Dikutip dari Seattle Times, pada Senin (12/6/2017), untuk tahun ini di mana puasa jatuh pada musim panas, Profesor White memutuskan ujian akhir semester digelar setelah berbuka puasa, yaitu pukul 22.00. Dua pengajar lainnya pun mengikuti jejak White.
"Buat saya, ini hal sederhana. Lagi pula, saya biasa bekerja hingga tengah malam," kata White.
Meski dianggap remeh bagi Prof White, tetapi tidak bagi para mahasiswa Muslim di universitas itu.
"Untuk Dr White mungkin remeh, tapi buat kami, kebijakan itu sangat berarti. Hal kecil yang membuat perbedaan besar," kata salah satu mahasiswa bernama Zoha Awan.

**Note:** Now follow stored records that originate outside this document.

/**
 * Store Row Types
 *
 * Plain records returned by `RelationalStore`. Password hashes only ever
 * live on `User`; API responses are built from the shared view types.
 */

use chrono::{DateTime, Utc};
use uuid::Uuid;

use crate::shared::{AnnouncementView, DocumentSummary, GroupSummary, MemberSummary, MembershipSummary, Role};

/// User struct representing a user in the database
#[derive(Debug, Clone, PartialEq, Eq, sqlx::FromRow)]
pub struct User {
    pub id: Uuid,
    pub name: String,
    /// Normalised (trimmed, lower-case)
    pub email: String,
    /// Hashed password (bcrypt)
    pub password_hash: String,
    pub created_at: DateTime<Utc>,
}

#[derive(Debug, Clone, PartialEq, Eq, sqlx::FromRow)]
pub struct Group {
    pub id: Uuid,
    pub name: String,
    pub description: String,
    /// Six upper-case alphanumeric characters
    pub code: String,
    pub created_at: DateTime<Utc>,
}

impl Group {
    pub fn summary(&self, role: Option<Role>) -> GroupSummary {
        GroupSummary {
            id: self.id,
            name: self.name.clone(),
            description: self.description.clone(),
            code: self.code.clone(),
            role,
        }
    }
}

#[derive(Debug, Clone, PartialEq, Eq)]
pub struct Membership {
    pub user_id: Uuid,
    pub group_id: Uuid,
    pub role: Role,
    pub joined_at: DateTime<Utc>,
}

impl From<Membership> for MembershipSummary {
    fn from(m: Membership) -> Self {
        MembershipSummary {
            user_id: m.user_id,
            group_id: m.group_id,
            role: m.role,
            joined_at: m.joined_at,
        }
    }
}

/// A user joined with their membership row
#[derive(Debug, Clone, PartialEq, Eq)]
pub struct Member {
    pub id: Uuid,
    pub name: String,
    pub email: String,
    pub role: Role,
    pub joined_at: DateTime<Utc>,
}

impl From<Member> for MemberSummary {
    fn from(m: Member) -> Self {
        MemberSummary {
            id: m.id,
            name: m.name,
            email: m.email,
            role: m.role,
        }
    }
}

/// Document registry row; the binary state is loaded separately
#[derive(Debug, Clone, PartialEq, Eq, sqlx::FromRow)]
pub struct DocumentRecord {
    pub id: Uuid,
    pub group_id: Uuid,
    pub name: String,
    pub updated_at: DateTime<Utc>,
}

impl From<DocumentRecord> for DocumentSummary {
    fn from(d: DocumentRecord) -> Self {
        DocumentSummary {
            id: d.id,
            group_id: d.group_id,
            name: d.name,
            updated_at: d.updated_at,
        }
    }
}

#[derive(Debug, Clone, PartialEq, Eq, sqlx::FromRow)]
pub struct Announcement {
    pub id: Uuid,
    pub group_id: Uuid,
    pub user_id: Uuid,
    /// Author name, filled in by listings
    pub user_name: Option<String>,
    pub body: String,
    pub created_at: DateTime<Utc>,
}

impl From<Announcement> for AnnouncementView {
    fn from(a: Announcement) -> Self {
        AnnouncementView {
            id: a.id,
            group_id: a.group_id,
            user_id: a.user_id,
            user_name: a.user_name,
            body: a.body,
            created_at: a.created_at,
        }
    }
}

/// What happened to the group when a member left
#[derive(Debug, Clone, Copy, PartialEq, Eq)]
pub enum LeaveOutcome {
    Left,
    /// The last admin left; the earliest-joined remaining member was promoted
    Promoted(Uuid),
    /// The last member left and the group was removed
    GroupDeleted,
}
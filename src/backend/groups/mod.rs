//! Groups Module
//!
//! Group lifecycle, membership checks and the per-group notice board.
//!
//! - **`guard`** - `MembershipGuard`: authorize, join, leave, create, delete
//! - **`announcements`** - `AnnouncementBoard`
//! - **`handlers`** - HTTP handlers under `/api/groups` and `/api/announcements`

pub mod guard;
pub mod announcements;
pub mod handlers;

pub use announcements::AnnouncementBoard;
pub use guard::{normalize_code, MembershipGuard};
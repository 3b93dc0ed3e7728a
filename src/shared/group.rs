//! Group, membership and document registry types exposed over the API

use chrono::{DateTime, Utc};
use serde::{Deserialize, Serialize};
use uuid::Uuid;

use crate::shared::error::SharedError;

/// Membership role
#[derive(Debug, Clone, Copy, PartialEq, Eq, Hash, Serialize, Deserialize)]
#[serde(rename_all = "snake_case")]
pub enum Role {
    Admin,
    Member,
}

impl Role {
    pub fn as_str(&self) -> &'static str {
        match self {
            Role::Admin => "admin",
            Role::Member => "member",
        }
    }

    pub fn from_str(s: &str) -> Result<Self, SharedError> {
        match s {
            "admin" => Ok(Role::Admin),
            "member" => Ok(Role::Member),
            other => Err(SharedError::validation("role", format!("unknown role '{}'", other))),
        }
    }
}

#[derive(Debug, Clone, PartialEq, Eq, Serialize, Deserialize)]
pub struct GroupSummary {
    pub id: Uuid,
    pub name: String,
    pub description: String,
    pub code: String,
    /// The caller's role, when known
    pub role: Option<Role>,
}

#[derive(Debug, Clone, PartialEq, Eq, Serialize, Deserialize)]
pub struct MemberSummary {
    pub id: Uuid,
    pub name: String,
    pub email: String,
    pub role: Role,
}

#[derive(Debug, Clone, PartialEq, Eq, Serialize, Deserialize)]
pub struct MembershipSummary {
    pub user_id: Uuid,
    pub group_id: Uuid,
    pub role: Role,
    pub joined_at: DateTime<Utc>,
}

#[derive(Debug, Clone, PartialEq, Eq, Serialize, Deserialize)]
pub struct DocumentSummary {
    pub id: Uuid,
    pub group_id: Uuid,
    pub name: String,
    pub updated_at: DateTime<Utc>,
}

#[derive(Debug, Clone, PartialEq, Eq, Serialize, Deserialize)]
pub struct AnnouncementView {
    pub id: Uuid,
    pub group_id: Uuid,
    pub user_id: Uuid,
    pub user_name: Option<String>,
    pub body: String,
    pub created_at: DateTime<Utc>,
}

#[cfg(test)]
mod tests {
    use super::*;

    #[test]
    fn test_role_round_trip_through_str() {
        assert_eq!(Role::from_str(Role::Admin.as_str()).unwrap(), Role::Admin);
        assert_eq!(Role::from_str("member").unwrap(), Role::Member);
        assert!(Role::from_str("owner").is_err());
    }
}
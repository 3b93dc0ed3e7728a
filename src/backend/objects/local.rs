/**
 * Filesystem Object Store
 *
 * Objects live at `<root>/<key>`. Writes go to a temporary sibling first
 * and are renamed into place, so a listing never reports a half-written
 * file. Download URLs point back at this server's signed download route.
 */

use async_trait::async_trait;
use bytes::Bytes;
use chrono::{DateTime, Utc};
use std::io::ErrorKind;
use std::path::{Path, PathBuf};
use std::time::Duration;

use super::keys::validate_key;
use super::signing::UrlSigner;
use super::{ObjectEntry, ObjectStore, ObjectStoreError};

const TEMP_SUFFIX: &str = ".partial";

#[derive(Debug, Clone)]
pub struct LocalObjectStore {
    root: PathBuf,
    signer: UrlSigner,
}

impl LocalObjectStore {
    pub fn new(root: impl Into<PathBuf>, signer: UrlSigner) -> Self {
        Self {
            root: root.into(),
            signer,
        }
    }

    fn path_for(&self, key: &str) -> Result<PathBuf, ObjectStoreError> {
        validate_key(key)?;
        Ok(key.split('/').fold(self.root.clone(), |path, segment| path.join(segment)))
    }

    fn key_for(&self, path: &Path) -> Option<String> {
        let relative = path.strip_prefix(&self.root).ok()?;
        let parts: Option<Vec<&str>> = relative.components().map(|c| c.as_os_str().to_str()).collect();
        Some(parts?.join("/"))
    }

    async fn entry_for(&self, key: String, path: &Path) -> Result<ObjectEntry, ObjectStoreError> {
        let metadata = tokio::fs::metadata(path).await?;
        let last_modified = metadata
            .modified()
            .map(DateTime::<Utc>::from)
            .unwrap_or_else(|_| Utc::now());
        Ok(ObjectEntry {
            key,
            size: metadata.len(),
            last_modified,
        })
    }
}

#[async_trait]
impl ObjectStore for LocalObjectStore {
    async fn put(&self, key: &str, bytes: Bytes) -> Result<ObjectEntry, ObjectStoreError> {
        let path = self.path_for(key)?;
        if let Some(parent) = path.parent() {
            tokio::fs::create_dir_all(parent).await?;
        }
        let mut temp = path.clone().into_os_string();
        temp.push(TEMP_SUFFIX);
        let temp = PathBuf::from(temp);

        tokio::fs::write(&temp, &bytes).await?;
        tokio::fs::rename(&temp, &path).await?;

        tracing::debug!("[Objects] Stored {} ({} bytes)", key, bytes.len());
        self.entry_for(key.to_string(), &path).await
    }

    async fn list(&self, prefix: &str) -> Result<Vec<ObjectEntry>, ObjectStoreError> {
        // Start from the deepest directory named by the prefix
        let dir_part = match prefix.rfind('/') {
            Some(i) => &prefix[..i],
            None => "",
        };
        let start = if dir_part.is_empty() {
            self.root.clone()
        } else {
            self.path_for(dir_part)?
        };

        let mut entries = Vec::new();
        let mut pending = vec![start];
        while let Some(dir) = pending.pop() {
            let mut reader = match tokio::fs::read_dir(&dir).await {
                Ok(reader) => reader,
                Err(e) if e.kind() == ErrorKind::NotFound => continue,
                Err(e) => return Err(e.into()),
            };
            while let Some(item) = reader.next_entry().await? {
                let path = item.path();
                let file_type = item.file_type().await?;
                if file_type.is_dir() {
                    pending.push(path);
                    continue;
                }
                let Some(key) = self.key_for(&path) else {
                    continue;
                };
                if key.ends_with(TEMP_SUFFIX) || !key.starts_with(prefix) {
                    continue;
                }
                entries.push(self.entry_for(key, &path).await?);
            }
        }
        entries.sort_by(|a, b| a.key.cmp(&b.key));
        Ok(entries)
    }

    async fn get(&self, key: &str) -> Result<Bytes, ObjectStoreError> {
        let path = self.path_for(key)?;
        match tokio::fs::read(&path).await {
            Ok(data) => Ok(Bytes::from(data)),
            Err(e) if e.kind() == ErrorKind::NotFound => Err(ObjectStoreError::NotFound(key.to_string())),
            Err(e) => Err(e.into()),
        }
    }

    async fn signed_url(&self, key: &str, ttl: Duration) -> Result<String, ObjectStoreError> {
        validate_key(key)?;
        Ok(self.signer.signed_url(key, ttl))
    }
}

Mahasiswi Muslim lainnya, Indira Ongarbaeva, mengatakan, "Secara emosional saya benar-benar siap. Karena mengetahui ujian pukul 22.00, sementara berbuka pukul 21.04, saya punya waktu bersiap diri untuk buka, salat lalu ujian."
Profesor White mengatakan, bahwa selain bisa makan dan ada waktu mempersiapkan diri, siswa akan merasa mereka lebih baik dalam tes dengan cara tersebut.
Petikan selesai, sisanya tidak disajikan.